EXERCISE INSTRUCTIONS — Go through the records and show each line where the word "query" occurs.

==========

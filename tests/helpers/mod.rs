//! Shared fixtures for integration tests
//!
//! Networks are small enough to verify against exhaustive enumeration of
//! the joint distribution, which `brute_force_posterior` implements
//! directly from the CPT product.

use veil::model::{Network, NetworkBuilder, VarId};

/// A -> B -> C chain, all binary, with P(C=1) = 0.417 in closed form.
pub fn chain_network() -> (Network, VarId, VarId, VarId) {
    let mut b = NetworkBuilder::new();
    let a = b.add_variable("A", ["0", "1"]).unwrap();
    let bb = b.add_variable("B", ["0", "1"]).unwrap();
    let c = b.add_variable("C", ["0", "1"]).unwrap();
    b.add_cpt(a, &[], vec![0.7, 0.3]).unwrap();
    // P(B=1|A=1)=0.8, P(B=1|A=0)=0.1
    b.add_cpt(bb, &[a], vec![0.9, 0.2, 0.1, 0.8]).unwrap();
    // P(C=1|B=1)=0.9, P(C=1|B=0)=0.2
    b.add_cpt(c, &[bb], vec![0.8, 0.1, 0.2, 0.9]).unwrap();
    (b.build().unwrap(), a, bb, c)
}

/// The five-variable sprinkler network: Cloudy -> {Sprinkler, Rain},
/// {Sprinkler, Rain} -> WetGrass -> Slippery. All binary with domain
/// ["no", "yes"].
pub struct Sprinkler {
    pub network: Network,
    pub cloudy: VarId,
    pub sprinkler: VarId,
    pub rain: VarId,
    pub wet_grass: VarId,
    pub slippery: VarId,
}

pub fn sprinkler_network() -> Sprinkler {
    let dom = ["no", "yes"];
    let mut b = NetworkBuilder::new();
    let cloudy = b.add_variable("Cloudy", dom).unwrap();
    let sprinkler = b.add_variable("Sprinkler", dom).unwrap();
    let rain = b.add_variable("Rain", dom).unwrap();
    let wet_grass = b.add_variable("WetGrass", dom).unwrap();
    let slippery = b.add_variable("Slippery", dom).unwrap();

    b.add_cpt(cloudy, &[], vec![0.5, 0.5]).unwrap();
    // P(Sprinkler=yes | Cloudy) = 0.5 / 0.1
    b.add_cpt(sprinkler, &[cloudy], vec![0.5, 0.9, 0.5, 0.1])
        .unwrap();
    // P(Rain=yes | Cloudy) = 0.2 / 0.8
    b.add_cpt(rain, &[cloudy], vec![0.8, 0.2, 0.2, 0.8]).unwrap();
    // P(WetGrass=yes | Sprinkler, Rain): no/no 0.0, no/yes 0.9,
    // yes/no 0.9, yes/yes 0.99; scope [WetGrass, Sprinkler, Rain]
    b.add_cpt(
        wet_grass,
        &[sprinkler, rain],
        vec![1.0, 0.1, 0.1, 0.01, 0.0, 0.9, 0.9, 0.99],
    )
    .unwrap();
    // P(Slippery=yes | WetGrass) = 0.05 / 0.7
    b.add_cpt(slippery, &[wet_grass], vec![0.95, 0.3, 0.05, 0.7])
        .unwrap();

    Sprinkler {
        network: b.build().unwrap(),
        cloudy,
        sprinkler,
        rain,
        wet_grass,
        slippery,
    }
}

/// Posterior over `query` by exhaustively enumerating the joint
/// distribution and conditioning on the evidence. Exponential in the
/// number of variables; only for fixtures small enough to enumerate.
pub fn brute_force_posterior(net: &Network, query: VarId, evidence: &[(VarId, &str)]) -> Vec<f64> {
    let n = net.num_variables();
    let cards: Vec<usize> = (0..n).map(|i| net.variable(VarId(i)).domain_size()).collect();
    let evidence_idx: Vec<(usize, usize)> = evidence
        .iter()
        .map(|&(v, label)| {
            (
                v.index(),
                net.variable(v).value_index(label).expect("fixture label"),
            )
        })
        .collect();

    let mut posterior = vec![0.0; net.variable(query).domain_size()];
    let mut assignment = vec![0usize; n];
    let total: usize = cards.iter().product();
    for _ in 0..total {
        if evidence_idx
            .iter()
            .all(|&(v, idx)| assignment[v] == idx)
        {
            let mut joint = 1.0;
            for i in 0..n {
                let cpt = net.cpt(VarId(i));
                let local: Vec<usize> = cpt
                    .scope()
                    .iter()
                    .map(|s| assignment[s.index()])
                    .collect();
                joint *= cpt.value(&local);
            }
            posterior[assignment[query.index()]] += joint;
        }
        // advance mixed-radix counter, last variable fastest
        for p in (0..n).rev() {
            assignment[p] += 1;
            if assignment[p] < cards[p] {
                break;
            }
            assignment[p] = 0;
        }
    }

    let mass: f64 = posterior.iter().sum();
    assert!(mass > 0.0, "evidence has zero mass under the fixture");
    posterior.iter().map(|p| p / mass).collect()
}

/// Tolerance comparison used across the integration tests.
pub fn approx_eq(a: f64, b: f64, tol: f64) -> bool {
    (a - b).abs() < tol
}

==========

OUTPUT FOR THIS EXERCISE —
/// Posterior over `query` by exhaustively enumerating the joint
pub fn brute_force_posterior(net: &Network, query: VarId, evidence: &[(VarId, &str)]) -> Vec<f64> {
    let mut posterior = vec![0.0; net.variable(query).domain_size()];
            posterior[assignment[query.index()]] += joint;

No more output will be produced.